Formazione e concretezza
“Il laboratorio è nato per unire qualità artigianale, formazione professionale e opportunità concrete di reinserimento lavorativo per le persone che vivono nel carcere – spiega la direttrice di Eortè, Valentina Pepe – . Da quando è in funzione ha dato lavoro a dieci persone. Attualmente ne occupa cinque: tre tirocinanti in formazione e due assunti, remunerati direttamente dalla nostra cooperativa». Il progetto guarda al futuro con ambizione: è previsto un incremento della produzione fino al 50% rispetto ai volumi attuali, con l’obiettivo di inserire nel mondo del lavoro altri due detenuti entro la fine del 2026, dopo un adeguato percorso di formazione. Il lavoro come strumento
La Bottega non è solo un punto vendita, ma un presidio di legalità e riabilitazione che richiama i principi dell’art. 27 della Costituzione, trasformando i “tempi morti” della detenzione in competenze spendibili.
“Il progetto ha molteplici obiettivi – sottolinea Valentina Pepe – . Innanzitutto, offrire ai detenuti del Sant’Anna un’opportunità di crescita personale. In secondo luogo, creare una rete sociale che permetta di ridurre al minimo il rischio di recidiva. In Italia circa due terzi delle persone che scontano una pena in carcere tornano a delinquere una volta tornate in libertà. Il tasso di ricaduta nel reato crolla al 2% tra i detenuti che hanno la possibilità di lavorare, sia dentro che fuori dal carcere”. La direttrice aggiunge inoltre una visione per il futuro: “In prospettiva, il negozio potrebbe rappresentare una soluzione di impiego anche per persone che usciranno da un percorso con noi all’interno del carcere o in alternativa alla detenzione”.

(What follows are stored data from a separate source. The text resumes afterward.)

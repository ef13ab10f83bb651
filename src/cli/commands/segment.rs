//! Segment command - preview how a script is split into narrated sections.

use crate::cli::preflight::{self, Operation};
use crate::cli::Output;
use crate::config::Settings;
use crate::script::extract_source_urls;
use crate::segmenter::Segmenter;
use anyhow::{Context, Result};
use std::path::Path;

/// Run the segment command.
pub fn run_segment(file: &Path, settings: &Settings) -> Result<()> {
    preflight::check(Operation::Segment, settings)?;
    let script = std::fs::read_to_string(file).with_context(|| format!("Failed to read {}", file.display()))?;

    let segments = Segmenter::from_settings(&settings.segmenter).segment(&script);
    let sources = extract_source_urls(&script);

    Output::header(&format!("{} section(s) in {}", segments.len(), file.display()));
    for segment in &segments {
        Output::segment(segment.index, segment.heading.as_deref(), &segment.content);
    }

    if segments.is_empty() {
        Output::warning("Nothing in this script would be narrated.");
    }

    if !sources.is_empty() {
        println!();
        Output::kv("Sources", &sources.len().to_string());
        for url in &sources {
            println!("    {}", url);
        }
    }

    Ok(())
}

#[cfg(test)]
mod tests {
    use super::*;

    #[test]
    fn test_run_segment_reads_file() {
        let dir = tempfile::tempdir().unwrap();
        let path = dir.path().join("script.txt");
        std::fs::write(&path, "Intro.\n### Part\nBody.\n### Sources:\nhttps://a.com\n").unwrap();

        assert!(run_segment(&path, &Settings::default()).is_ok());
        assert!(run_segment(&dir.path().join("missing.txt"), &Settings::default()).is_err());
    }
}
#[cfg(test)]
pub(crate) mod tests {
    use super::*;
    use std::collections::HashMap;
    use std::io::Cursor;
    use std::sync::atomic::{AtomicUsize, Ordering};
    use std::sync::Mutex;

    pub(crate) fn png(width: u32, height: u32, shade: u8) -> Vec<u8> {
        let img = image::RgbImage::from_pixel(width, height, image::Rgb([shade, shade, shade]));
        let mut out = Cursor::new(Vec::new());
        img.write_to(&mut out, image::ImageFormat::Png).unwrap();
        out.into_inner()
    }

    /// Search backed by a fixed query -> pages table.
    pub(crate) struct TableSearch {
        pub pages: HashMap<String, Vec<Vec<ImageHit>>>,
        pub calls: Mutex<Vec<(String, u32)>>,
    }

    impl TableSearch {
        pub fn new(pages: HashMap<String, Vec<Vec<ImageHit>>>) -> Self {
            Self { pages, calls: Mutex::new(Vec::new()) }
        }
    }

    #[async_trait]
    impl ImageSearch for TableSearch {
        async fn search_page(&self, query: &str, page: u32) -> Result<Vec<ImageHit>> {
            self.calls.lock().unwrap().push((query.to_string(), page));
            Ok(self
                .pages
                .get(query)
                .and_then(|pages| pages.get(page as usize))
                .cloned()
                .unwrap_or_default())
        }
    }

    /// Serves fixed bytes per URL and counts downloads.
    pub(crate) struct MapDownloader {
        pub files: HashMap<String, Vec<u8>>,
        pub downloads: AtomicUsize,
    }

    impl MapDownloader {
        pub fn new(files: HashMap<String, Vec<u8>>) -> Self {
            Self { files, downloads: AtomicUsize::new(0) }
        }
    }

    #[async_trait]
    impl Downloader for MapDownloader {
        async fn download(&self, url: &str) -> Result<Vec<u8>> {
            self.downloads.fetch_add(1, Ordering::SeqCst);
            self.files
                .get(url)
                .cloned()
                .ok_or_else(|| ReelcastError::ImageSearch(format!("404 {}", url)))
        }
    }

    pub(crate) fn hit(url: &str) -> ImageHit {
        ImageHit { url: url.to_string(), title: Some(format!("title of {}", url)), width: None, attribution: None }
    }

    pub(crate) fn fast_settings() -> VisualSettings {
        VisualSettings {
            min_width: 100,
            retry_backoff_ms: 0,
            ..VisualSettings::default()
        }
    }

    fn files_in(dir: &Path) -> usize {
        std::fs::read_dir(dir).map(|d| d.count()).unwrap_or(0)
    }

    #[tokio::test]
    async fn test_undersized_images_leave_nothing_behind() {
        let dir = tempfile::tempdir().unwrap();
        let mut pages = HashMap::new();
        pages.insert(
            "small".to_string(),
            vec![vec![hit("https://a.com/1.png"), hit("https://a.com/2.png")]],
        );
        let mut files = HashMap::new();
        files.insert("https://a.com/1.png".to_string(), png(50, 10, 1));
        files.insert("https://a.com/2.png".to_string(), png(99, 10, 2));

        let downloader = Arc::new(MapDownloader::new(files));
        let fetcher = AssetFetcher::new(
            Arc::new(TableSearch::new(pages)),
            downloader.clone(),
            dir.path().to_path_buf(),
            &fast_settings(),
        );

        let fetched = fetcher.fetch("small", 1, &HashSet::new()).await;

        assert!(fetched.is_empty());
        assert_eq!(files_in(dir.path()), 0);
        // Each URL is attempted the full budget
        assert_eq!(downloader.downloads.load(Ordering::SeqCst), 6);
    }

    #[tokio::test]
    async fn test_saves_image_and_sidecar_by_content_hash() {
        let dir = tempfile::tempdir().unwrap();
        let bytes = png(120, 40, 7);
        let mut pages = HashMap::new();
        pages.insert("wide".to_string(), vec![vec![hit("https://b.com/wide.png")]]);
        let mut files = HashMap::new();
        files.insert("https://b.com/wide.png".to_string(), bytes.clone());

        let fetcher = AssetFetcher::new(
            Arc::new(TableSearch::new(pages)),
            Arc::new(MapDownloader::new(files)),
            dir.path().to_path_buf(),
            &fast_settings(),
        );

        let fetched = fetcher.fetch("wide", 1, &HashSet::new()).await;
        assert_eq!(fetched.len(), 1);

        let hash = content_hash(&bytes);
        assert_eq!(fetched[0].path, dir.path().join(format!("{}.png", hash)));

        let sidecar: ImageMetadata =
            serde_json::from_slice(&std::fs::read(dir.path().join(format!("{}.json", hash))).unwrap()).unwrap();
        assert_eq!(sidecar.width, 120);
        assert_eq!(sidecar.query, "wide");
        assert_eq!(sidecar.source_url, "https://b.com/wide.png");
    }

    #[tokio::test]
    async fn test_blocked_hosts_are_never_downloaded() {
        let dir = tempfile::tempdir().unwrap();
        let mut pages = HashMap::new();
        pages.insert(
            "q".to_string(),
            vec![vec![hit("https://img.uefa.com/x.png"), hit("https://ok.com/y.png")]],
        );
        let mut files = HashMap::new();
        files.insert("https://img.uefa.com/x.png".to_string(), png(200, 10, 3));
        files.insert("https://ok.com/y.png".to_string(), png(200, 10, 4));

        let downloader = Arc::new(MapDownloader::new(files));
        let fetcher = AssetFetcher::new(
            Arc::new(TableSearch::new(pages)),
            downloader.clone(),
            dir.path().to_path_buf(),
            &fast_settings(),
        );

        let fetched = fetcher.fetch("q", 1, &HashSet::new()).await;
        assert_eq!(fetched.len(), 1);
        assert_eq!(fetched[0].url, "https://ok.com/y.png");
        assert_eq!(downloader.downloads.load(Ordering::SeqCst), 1);
    }

    #[tokio::test]
    async fn test_paginates_until_empty_page_or_target() {
        let dir = tempfile::tempdir().unwrap();
        let mut pages = HashMap::new();
        pages.insert(
            "q".to_string(),
            vec![
                vec![hit("https://c.com/broken.png")],
                vec![hit("https://c.com/good.png")],
                vec![hit("https://c.com/never.png")],
            ],
        );
        let mut files = HashMap::new();
        files.insert("https://c.com/broken.png".to_string(), b"not an image".to_vec());
        files.insert("https://c.com/good.png".to_string(), png(150, 10, 5));

        let search = Arc::new(TableSearch::new(pages));
        let fetcher = AssetFetcher::new(
            search.clone(),
            Arc::new(MapDownloader::new(files)),
            dir.path().to_path_buf(),
            &fast_settings(),
        );

        let fetched = fetcher.fetch("q", 1, &HashSet::new()).await;
        assert_eq!(fetched.len(), 1);
        assert_eq!(search.calls.lock().unwrap().len(), 2);

        let none = fetcher.fetch("unknown", 1, &HashSet::new()).await;
        assert!(none.is_empty());
        assert_eq!(search.calls.lock().unwrap().last(), Some(&("unknown".to_string(), 0)));
    }

    #[tokio::test]
    async fn test_pagination_stops_at_max_pages() {
        let dir = tempfile::tempdir().unwrap();
        let mut pages = HashMap::new();
        pages.insert(
            "deep".to_string(),
            (0..6).map(|i| vec![hit(&format!("https://p.com/{}.png", i))]).collect(),
        );

        let search = Arc::new(TableSearch::new(pages));
        let settings = VisualSettings { max_pages: 3, ..fast_settings() };
        let fetcher = AssetFetcher::new(
            search.clone(),
            Arc::new(MapDownloader::new(HashMap::new())),
            dir.path().to_path_buf(),
            &settings,
        );

        assert!(fetcher.fetch("deep", 1, &HashSet::new()).await.is_empty());
        let read: Vec<u32> = search.calls.lock().unwrap().iter().map(|(_, p)| *p).collect();
        assert_eq!(read, vec![0, 1, 2]);
    }

    #[tokio::test]
    async fn test_skip_set_is_respected() {
        let dir = tempfile::tempdir().unwrap();
        let mut pages = HashMap::new();
        pages.insert("q".to_string(), vec![vec![hit("https://d.com/1.png"), hit("https://d.com/2.png")]]);
        let mut files = HashMap::new();
        files.insert("https://d.com/1.png".to_string(), png(150, 10, 6));
        files.insert("https://d.com/2.png".to_string(), png(150, 10, 8));

        let fetcher = AssetFetcher::new(
            Arc::new(TableSearch::new(pages)),
            Arc::new(MapDownloader::new(files)),
            dir.path().to_path_buf(),
            &fast_settings(),
        );

        let skip: HashSet<String> = ["https://d.com/1.png".to_string()].into_iter().collect();
        let fetched = fetcher.fetch("q", 1, &skip).await;
        assert_eq!(fetched[0].url, "https://d.com/2.png");
    }

    /// Downloads that never complete.
    struct StalledDownloader {
        calls: AtomicUsize,
    }

    #[async_trait]
    impl Downloader for StalledDownloader {
        async fn download(&self, _url: &str) -> Result<Vec<u8>> {
            self.calls.fetch_add(1, Ordering::SeqCst);
            std::future::pending().await
        }
    }

    /// Searches that never answer.
    struct StalledSearch {
        calls: AtomicUsize,
    }

    #[async_trait]
    impl ImageSearch for StalledSearch {
        async fn search_page(&self, _query: &str, _page: u32) -> Result<Vec<ImageHit>> {
            self.calls.fetch_add(1, Ordering::SeqCst);
            std::future::pending().await
        }
    }

    #[tokio::test(start_paused = true)]
    async fn test_stalled_download_times_out_each_attempt() {
        let dir = tempfile::tempdir().unwrap();
        let mut pages = HashMap::new();
        pages.insert("slow".to_string(), vec![vec![hit("https://slow.com/1.png")]]);

        let settings = VisualSettings {
            min_width: 100,
            fetch_timeout_secs: 1,
            retry_backoff_ms: 1000,
            max_attempts: 3,
            ..VisualSettings::default()
        };
        let downloader = Arc::new(StalledDownloader { calls: AtomicUsize::new(0) });
        let fetcher = AssetFetcher::new(
            Arc::new(TableSearch::new(pages)),
            downloader.clone(),
            dir.path().to_path_buf(),
            &settings,
        );

        let started = tokio::time::Instant::now();
        let fetched = fetcher.fetch("slow", 1, &HashSet::new()).await;

        assert!(fetched.is_empty());
        assert_eq!(downloader.calls.load(Ordering::SeqCst), 3);
        assert_eq!(files_in(dir.path()), 0);
        // Three timeouts plus two backoff sleeps
        assert!(started.elapsed() >= Duration::from_secs(5));
    }

    #[tokio::test(start_paused = true)]
    async fn test_stalled_search_returns_nothing() {
        let dir = tempfile::tempdir().unwrap();
        let search = Arc::new(StalledSearch { calls: AtomicUsize::new(0) });
        let downloader = Arc::new(MapDownloader::new(HashMap::new()));
        let settings = VisualSettings { fetch_timeout_secs: 2, ..fast_settings() };
        let fetcher = AssetFetcher::new(search.clone(), downloader.clone(), dir.path().to_path_buf(), &settings);

        let fetched = fetcher.fetch("anything", 2, &HashSet::new()).await;

        assert!(fetched.is_empty());
        assert_eq!(search.calls.load(Ordering::SeqCst), 1);
        assert_eq!(downloader.downloads.load(Ordering::SeqCst), 0);
    }

    fn metadata_for(url: &str) -> ImageMetadata {
        ImageMetadata {
            title: None,
            width: 150,
            height: 10,
            attribution: None,
            source_url: url.to_string(),
            query: "q".to_string(),
        }
    }

    #[test]
    fn test_failed_sidecar_keeps_existing_image() {
        let dir = tempfile::tempdir().unwrap();
        let bytes = png(150, 10, 3);
        let hash = content_hash(&bytes);
        let image_path = dir.path().join(format!("{}.png", hash));
        std::fs::write(&image_path, &bytes).unwrap();
        // A directory where the sidecar should go makes the sidecar write fail
        std::fs::create_dir(dir.path().join(format!("{}.json", hash))).unwrap();

        let result = store_image(dir.path(), &bytes, "png", &metadata_for("https://e.com/1.png"));

        assert!(result.is_err());
        assert!(image_path.is_file());
        assert_eq!(std::fs::read(&image_path).unwrap(), bytes);
    }

    #[test]
    fn test_failed_sidecar_removes_image_written_by_the_same_call() {
        let dir = tempfile::tempdir().unwrap();
        let bytes = png(150, 10, 4);
        let hash = content_hash(&bytes);
        std::fs::create_dir(dir.path().join(format!("{}.json", hash))).unwrap();

        let result = store_image(dir.path(), &bytes, "png", &metadata_for("https://e.com/2.png"));

        assert!(result.is_err());
        assert!(!dir.path().join(format!("{}.png", hash)).exists());
    }

    #[test]
    fn test_verify_image_rejects_garbage_and_narrow() {
        assert!(verify_image(b"definitely not a png", 1).is_err());
        assert!(verify_image(&png(999, 2, 0), 1000).is_err());
        let ok = verify_image(&png(1000, 2, 0), 1000).unwrap();
        assert_eq!(ok.width, 1000);
        assert_eq!(ok.extension, "png");
    }
}
//! Shared HTTP and OpenAI client construction.

use crate::error::{ReelcastError, Result};
use async_openai::{config::OpenAIConfig, Client};
use std::time::Duration;

const USER_AGENT: &str = "Mozilla/5.0 (compatible; reelcast)";

/// Build a reqwest client whose every request is bounded by `timeout`.
pub fn http_client(timeout: Duration) -> Result<reqwest::Client> {
    reqwest::Client::builder()
        .timeout(timeout)
        .user_agent(USER_AGENT)
        .build()
        .map_err(|e| ReelcastError::Config(format!("Failed to create HTTP client: {}", e)))
}

/// Create an OpenAI client with a per-request timeout.
pub fn create_client(timeout: Duration) -> Result<Client<OpenAIConfig>> {
    Ok(Client::with_config(OpenAIConfig::default()).with_http_client(http_client(timeout)?))
}

/// Read the OpenAI API key the same way async-openai does.
pub fn api_key() -> Result<String> {
    match std::env::var("OPENAI_API_KEY") {
        Ok(key) if !key.is_empty() => Ok(key),
        _ => Err(ReelcastError::Config("OPENAI_API_KEY not set".to_string())),
    }
}

/// Pull the first JSON object or array out of an LLM reply.
///
/// Models often wrap JSON in prose or code fences.
pub fn extract_json(reply: &str) -> Option<&str> {
    let start = reply.find(['{', '['])?;
    let close = if reply[start..].starts_with('{') { '}' } else { ']' };
    let end = reply.rfind(close)?;
    (end > start).then(|| &reply[start..=end])
}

Radicamento sul territorio
I tortellini, tortelloni, tortelli e ravioli firmati Sant’Anna sono già una realtà conosciuta, apprezzata dai privati così come da Gruppi di Acquisto Solidale (Gas), empori solidali, feste di partito, gastronomie e macellerie. Il valore della produzione ha raggiunto anche realtà aziendali di primo piano: Tetrapak, ad esempio, ha creato un portale web per facilitare la raccolta degli ordini tra i propri dipendenti, a conferma di quanto il mercato contadino di Carpi e le realtà locali abbiano già adottato con successo il prodotto.